Problem requirements
Match on the string "Diaper" in the entries below and return every matching line.
+++ Excerpted records +++
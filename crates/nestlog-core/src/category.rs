//! Activity categories and classifier output.

use std::fmt;
use std::str::FromStr;

use serde::{Deserialize, Serialize};

/// Top-level activity classification.
///
/// The set is closed: every category the pipeline can produce is known at
/// compile time. `Uncategorized` is a classifier outcome only and never
/// appears on a stored record.
#[derive(Debug, Clone, Copy, PartialEq, Eq, PartialOrd, Ord, Hash, Serialize, Deserialize)]
#[serde(rename_all = "snake_case")]
pub enum Category {
    Feeding,
    Diaper,
    Sleep,
    Health,
    Measurement,
    Milestone,
    Uncategorized,
}

impl Category {
    /// Categories that can be emitted as records, in tie-break priority order
    /// (highest first).
    pub const BY_PRIORITY: [Category; 6] = [
        Self::Health,
        Self::Measurement,
        Self::Feeding,
        Self::Diaper,
        Self::Sleep,
        Self::Milestone,
    ];

    pub fn as_str(&self) -> &'static str {
        match self {
            Self::Feeding => "feeding",
            Self::Diaper => "diaper",
            Self::Sleep => "sleep",
            Self::Health => "health",
            Self::Measurement => "measurement",
            Self::Milestone => "milestone",
            Self::Uncategorized => "uncategorized",
        }
    }

    /// Tie-break rank: lower wins.
    pub fn priority(&self) -> usize {
        Self::BY_PRIORITY
            .iter()
            .position(|c| c == self)
            .unwrap_or(Self::BY_PRIORITY.len())
    }

    /// Subtype used when no matched keyword carries one.
    pub fn default_subtype(&self) -> &'static str {
        match self {
            Self::Feeding => "breast",
            Self::Diaper => "change",
            Self::Sleep => "nap",
            Self::Health => "symptom",
            Self::Measurement => "growth",
            Self::Milestone => "general",
            Self::Uncategorized => "",
        }
    }
}

impl fmt::Display for Category {
    fn fmt(&self, f: &mut fmt::Formatter<'_>) -> fmt::Result {
        f.write_str(self.as_str())
    }
}

impl FromStr for Category {
    type Err = String;

    fn from_str(s: &str) -> Result<Self, Self::Err> {
        match s.trim().to_ascii_lowercase().as_str() {
            "feeding" => Ok(Self::Feeding),
            "diaper" => Ok(Self::Diaper),
            "sleep" => Ok(Self::Sleep),
            "health" => Ok(Self::Health),
            "measurement" => Ok(Self::Measurement),
            "milestone" => Ok(Self::Milestone),
            "uncategorized" => Ok(Self::Uncategorized),
            other => Err(format!("unknown category: {other}")),
        }
    }
}

/// Best category for one message, as chosen by the classifier.
#[derive(Debug, Clone, PartialEq, Serialize, Deserialize)]
pub struct CategoryMatch {
    pub category: Category,
    /// Subtype carried by the strongest matched keyword, if any keyword had one.
    pub subtype: Option<String>,
    /// Sum of the weights of all non-negated matched rules.
    pub score: u32,
    /// Triggering phrases in order of first appearance in the text.
    pub matched_keywords: Vec<String>,
}

impl CategoryMatch {
    /// The empty result: no rule matched.
    pub fn uncategorized() -> Self {
        Self {
            category: Category::Uncategorized,
            subtype: None,
            score: 0,
            matched_keywords: Vec::new(),
        }
    }

    pub fn is_uncategorized(&self) -> bool {
        self.category == Category::Uncategorized
    }
}

#[cfg(test)]
mod tests {
    use super::*;

    #[test]
    fn priority_order_is_fixed() {
        assert!(Category::Health.priority() < Category::Measurement.priority());
        assert!(Category::Measurement.priority() < Category::Feeding.priority());
        assert!(Category::Feeding.priority() < Category::Diaper.priority());
        assert!(Category::Diaper.priority() < Category::Sleep.priority());
        assert!(Category::Sleep.priority() < Category::Milestone.priority());
        assert_eq!(Category::Uncategorized.priority(), 6);
    }

    #[test]
    fn parse_round_trips_display() {
        for c in Category::BY_PRIORITY {
            assert_eq!(c.to_string().parse::<Category>().unwrap(), c);
        }
        assert_eq!(" Feeding ".parse::<Category>().unwrap(), Category::Feeding);
        assert!("vaccine".parse::<Category>().is_err());
    }

    #[test]
    fn serde_uses_snake_case() {
        let json = serde_json::to_string(&Category::Measurement).unwrap();
        assert_eq!(json, "\"measurement\"");
    }

    #[test]
    fn uncategorized_has_zero_score() {
        let m = CategoryMatch::uncategorized();
        assert!(m.is_uncategorized());
        assert_eq!(m.score, 0);
        assert!(m.matched_keywords.is_empty());
    }
}
//! Per-transcript import summary.

use std::collections::BTreeMap;
use std::fmt;

use chrono::NaiveDateTime;
use serde::{Deserialize, Serialize};

use crate::category::Category;
use crate::quantity::QuantityKind;

/// Why a line or message did not become a stored record.
#[derive(Debug, Clone, PartialEq, Eq, Serialize, Deserialize)]
#[serde(tag = "kind", content = "detail", rename_all = "snake_case")]
pub enum WarningReason {
    /// Line has no timestamp header and there is no message to continue.
    UnrecognizedLine,
    /// Transcript system or media-placeholder line.
    SystemMessage,
    /// Header line without a `Sender:` part.
    MissingSender,
    /// Message matched no category rule.
    Uncategorized,
    /// More than one quantity could fill the record's slot; the first was used.
    AmbiguousQuantity {
        kind: QuantityKind,
        candidates: usize,
    },
    /// The storage collaborator rejected the record.
    StorageFailed(String),
}

impl fmt::Display for WarningReason {
    fn fmt(&self, f: &mut fmt::Formatter<'_>) -> fmt::Result {
        match self {
            Self::UnrecognizedLine => f.write_str("unrecognized line format"),
            Self::SystemMessage => f.write_str("system message"),
            Self::MissingSender => f.write_str("header without sender"),
            Self::Uncategorized => f.write_str("no activity recognised"),
            Self::AmbiguousQuantity { kind, candidates } => {
                write!(f, "{candidates} {kind} quantities, used the first")
            }
            Self::StorageFailed(e) => write!(f, "storage failed: {e}"),
        }
    }
}

/// A non-fatal problem tied to a transcript line.
#[derive(Debug, Clone, PartialEq, Eq, Serialize, Deserialize)]
pub struct Warning {
    /// 1-based transcript line number.
    pub line: usize,
    pub reason: WarningReason,
}

impl fmt::Display for Warning {
    fn fmt(&self, f: &mut fmt::Formatter<'_>) -> fmt::Result {
        write!(f, "line {}: {}", self.line, self.reason)
    }
}

/// Summary of one transcript run.
///
/// Line accounting: `messages_parsed + continuation_lines + skipped_lines == total_lines`.
#[derive(Debug, Clone, Default, PartialEq, Serialize, Deserialize)]
pub struct BatchReport {
    pub total_lines: usize,
    pub messages_parsed: usize,
    /// Lines folded into the message above them.
    pub continuation_lines: usize,
    /// System lines, sender-less headers and orphan lines.
    pub skipped_lines: usize,
    pub records_emitted: usize,
    pub skipped_uncategorized: usize,
    pub duplicates_skipped: usize,
    /// Records accepted by the storage collaborator.
    pub persisted: usize,
    pub storage_failures: usize,
    pub per_category_counts: BTreeMap<Category, usize>,
    /// Earliest and latest `occurred_at` among emitted records.
    pub first_activity: Option<NaiveDateTime>,
    pub last_activity: Option<NaiveDateTime>,
    pub warnings: Vec<Warning>,
}

impl BatchReport {
    pub fn warn(&mut self, line: usize, reason: WarningReason) {
        self.warnings.push(Warning { line, reason });
    }

    /// Count an emitted record and widen the activity range.
    pub fn record_emitted(&mut self, category: Category, occurred_at: NaiveDateTime) {
        self.records_emitted += 1;
        *self.per_category_counts.entry(category).or_insert(0) += 1;
        self.first_activity = Some(match self.first_activity {
            Some(t) if t <= occurred_at => t,
            _ => occurred_at,
        });
        self.last_activity = Some(match self.last_activity {
            Some(t) if t >= occurred_at => t,
            _ => occurred_at,
        });
    }

    pub fn category_count(&self, category: Category) -> usize {
        self.per_category_counts.get(&category).copied().unwrap_or(0)
    }

    /// Whether every transcript line is accounted for.
    pub fn lines_balance(&self) -> bool {
        self.messages_parsed + self.continuation_lines + self.skipped_lines == self.total_lines
    }
}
+++
Result
    Diaper,
        Self::Diaper,
            Self::Diaper => "diaper",
            Self::Diaper => "change",
            "diaper" => Ok(Self::Diaper),
        assert!(Category::Feeding.priority() < Category::Diaper.priority());
        assert!(Category::Diaper.priority() < Category::Sleep.priority());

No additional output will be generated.